Problem requirements = A word-for-word restatement of the data is what is needed.

Records shown START

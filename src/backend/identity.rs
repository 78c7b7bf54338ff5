use crate::tunnel::sanitize_identity;

/// Who is opening tunnels; used in pod names and ownership labels.
pub trait IdentityProvider: Send + Sync {
    /// Short, lower-case ASCII name safe for pod names and label values.
    fn current_identity(&self) -> String;
}

/// Identity from the login environment (`USER`, `USERNAME`, `LOGNAME`).
#[derive(Debug, Clone, Default)]
pub struct EnvIdentity;

impl IdentityProvider for EnvIdentity {
    fn current_identity(&self) -> String {
        let raw = ["USER", "USERNAME", "LOGNAME"]
            .iter()
            .find_map(|var| std::env::var(var).ok().filter(|v| !v.trim().is_empty()))
            .unwrap_or_default();
        sanitize_identity(&raw)
    }
}
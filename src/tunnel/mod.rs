//! Tunnel identity: supported service kinds, environments, keys and records.

mod kind;
mod naming;
mod record;

pub use kind::ServiceKind;
pub use naming::{generate_pod_name, sanitize_identity};
pub use record::{tunnel_id, Environment, TunnelKey, TunnelRecord, TunnelState};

Records shown END

Completed task =
filename src/backend/identity.rs
repository 78c7b7bf54338ff5
use crate::tunnel::sanitize_identity;

/// Who is opening tunnels; used in pod names and ownership labels.
pub trait IdentityProvider: Send + Sync {
    /// Short, lower-case ASCII name safe for pod names and label values.
    fn current_identity(&self) -> String;
}

/// Identity from the login environment (`USER`, `USERNAME`, `LOGNAME`).
#[derive(Debug, Clone, Default)]
pub struct EnvIdentity;

impl IdentityProvider for EnvIdentity {
    fn current_identity(&self) -> String {
        let raw = ["USER", "USERNAME", "LOGNAME"]
            .iter()
            .find_map(|var| std::env::var(var).ok().filter(|v| !v.trim().is_empty()))
            .unwrap_or_default();
        sanitize_identity(&raw)
    }
}
filename src/tunnel/mod.rs
//! Tunnel identity: supported service kinds, environments, keys and records.

mod kind;
mod naming;
mod record;

pub use kind::ServiceKind;
pub use naming::{generate_pod_name, sanitize_identity};
pub use record::{tunnel_id, Environment, TunnelKey, TunnelRecord, TunnelState};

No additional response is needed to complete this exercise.